Midea’s design Prior design
Midea initiated an administrative litigation against the PRB's decision before the Beijing Number 1 Intermediate People’s Court. The court agreed with the PRB’s analysis regarding the identical elements and the four different elements in Midea’s design and the prior design. However, the court disagreed with the final judgment of the PRB and held that the existence of three different elements in the central area of Midea’s design, in addition to the different rotation direction, could create an overall visual effect capable of allowing an average consumer to distinguish between the designs. Thus, the court concluded that Midea’s design was not similar to the prior design and was not invalid.
Both the PRB and GREE appealed to the Beijing High People’s Court. The court upheld the decision made by the intermediate court at first instance.
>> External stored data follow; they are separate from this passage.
//! UI rendering.
//!
//! All layout and drawing for the four pages, the detail modal, and the
//! toast overlay. Rendering reads the app state and never mutates it,
//! except for ratatui's stateful list cursor.

use ratatui::layout::{Alignment, Constraint, Direction, Layout, Rect};
use ratatui::style::{Color, Modifier, Style};
use ratatui::text::{Line, Span};
use ratatui::widgets::{
    Block, BorderType, Borders, Cell, Clear, List, ListItem, ListState, Paragraph, Row, Table,
    Tabs, Wrap,
};
use ratatui::Frame;

use futurebox_core::selection::MAX_SELECTED;
use futurebox_core::types::Capsule;

use crate::app::{App, FormField, Page, PAGE_SIZE};
use crate::notify::ToastLevel;

const GRID_COLS: usize = 4;

/// Main draw function.
pub fn draw(frame: &mut Frame, app: &App) {
    let chunks = Layout::default()
        .direction(Direction::Vertical)
        .constraints([
            Constraint::Length(3), // tabs
            Constraint::Min(8),    // page content
            Constraint::Length(3), // action/status bar
            Constraint::Length(1), // key hints
        ])
        .split(frame.area());

    render_tabs(frame, app, chunks[0]);
    match app.page {
        Page::Capsules => render_capsule_grid(frame, app, chunks[1]),
        Page::Leaderboard => render_leaderboard(frame, app, chunks[1]),
        Page::Gallery => render_gallery(frame, app, chunks[1]),
        Page::Submit => render_submit_form(frame, app, chunks[1]),
    }
    render_status_bar(frame, app, chunks[2]);
    render_key_hints(frame, app, chunks[3]);

    if let Some(capsule) = &app.modal {
        render_modal(frame, app, capsule);
    }
    render_toasts(frame, app);
}

fn render_tabs(frame: &mut Frame, app: &App, area: Rect) {
    let titles: Vec<Line> = Page::ALL
        .iter()
        .map(|page| Line::from(page.title()))
        .collect();
    let selected = Page::ALL.iter().position(|p| *p == app.page).unwrap_or(0);
    let tabs = Tabs::new(titles)
        .select(selected)
        .highlight_style(
            Style::default()
                .fg(Color::Yellow)
                .add_modifier(Modifier::BOLD),
        )
        .block(
            Block::default()
                .borders(Borders::ALL)
                .title(" FutureBox ")
                .title_alignment(Alignment::Center),
        );
    frame.render_widget(tabs, area);
}

fn render_capsule_grid(frame: &mut Frame, app: &App, area: Rect) {
    if let Some(message) = banner_text(app.capsules_loading, &app.capsules_error, &app.capsules) {
        frame.render_widget(centered_message(&message), area);
        return;
    }

    let cards = app.current_cards();
    let rows = Layout::default()
        .direction(Direction::Vertical)
        .constraints([Constraint::Percentage(50), Constraint::Percentage(50)])
        .split(area);

    for (row_index, row_area) in rows.iter().enumerate() {
        let cols = Layout::default()
            .direction(Direction::Horizontal)
            .constraints([Constraint::Percentage(25); GRID_COLS])
            .split(*row_area);
        for (col_index, col_area) in cols.iter().enumerate() {
            let index = row_index * GRID_COLS + col_index;
            if let Some(capsule) = cards.get(index) {
                render_card(frame, app, capsule, index, *col_area);
            }
        }
    }
}

fn render_card(frame: &mut Frame, app: &App, capsule: &Capsule, index: usize, area: Rect) {
    let selected = app.selection.contains(&capsule.id);
    let under_cursor = index == app.cursor;

    let border_style = if under_cursor {
        Style::default().fg(Color::Yellow)
    } else if selected {
        Style::default().fg(Color::Green)
    } else {
        Style::default()
    };
    let marker = if selected { "●" } else { "○" };

    let mut lines = vec![Line::from(vec![
        Span::styled(marker, Style::default().fg(Color::Green)),
        Span::raw(" "),
        Span::styled(
            truncate(&capsule.name, area.width.saturating_sub(6) as usize),
            Style::default().add_modifier(Modifier::BOLD),
        ),
    ])];
    if capsule.has_text() {
        lines.push(Line::from(truncate(
            &capsule.text_content,
            (area.width.saturating_sub(4) as usize) * 2,
        )));
    }
    if capsule.has_image() {
        lines.push(Line::from(Span::styled(
            "[image]",
            Style::default().fg(Color::DarkGray),
        )));
    }
    lines.push(Line::from(Span::styled(
        format!("Votes: {}", capsule.votes_num),
        Style::default().fg(Color::Cyan),
    )));

    let card = Paragraph::new(lines).wrap(Wrap { trim: true }).block(
        Block::default()
            .borders(Borders::ALL)
            .border_type(BorderType::Rounded)
            .border_style(border_style),
    );
    frame.render_widget(card, area);
}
GREE filed a petition for retrial of the case before the Supreme People’s Court, and the petition was accepted. After the hearing, the Supreme Court revoked the administrative judgments made by the first and second instance courts, and upheld the invalidation decision (No WX13585) of the PRB.
The key points of the Supreme Court’s decision are as follows:
- The method to determine whether two designs are identical or similar, as stipulated by the Guidelines for Patent Examination, is as follows: one must proceed with an overall observation of the designs, based on the knowledge and cognitive ability of an ordinary consumer, and make a comprehensive judgment on whether the differences between the designs have a significant impact on their visual effect.
- In the present case, the PRB and the courts shared the same opinion regarding the differences between Midea’s design and the prior design. After comparing Midea’s design with the prior design, the Supreme Court held that the differences between them could not make the overall visual effect of the later design sufficiently distinct from that of the prior design. Both the first and the second instance courts had failed to consider the visual effects generated by the common features of the design; instead, they had focused only on the partial effects generated by the distinguishing features, which led to the wrong decision.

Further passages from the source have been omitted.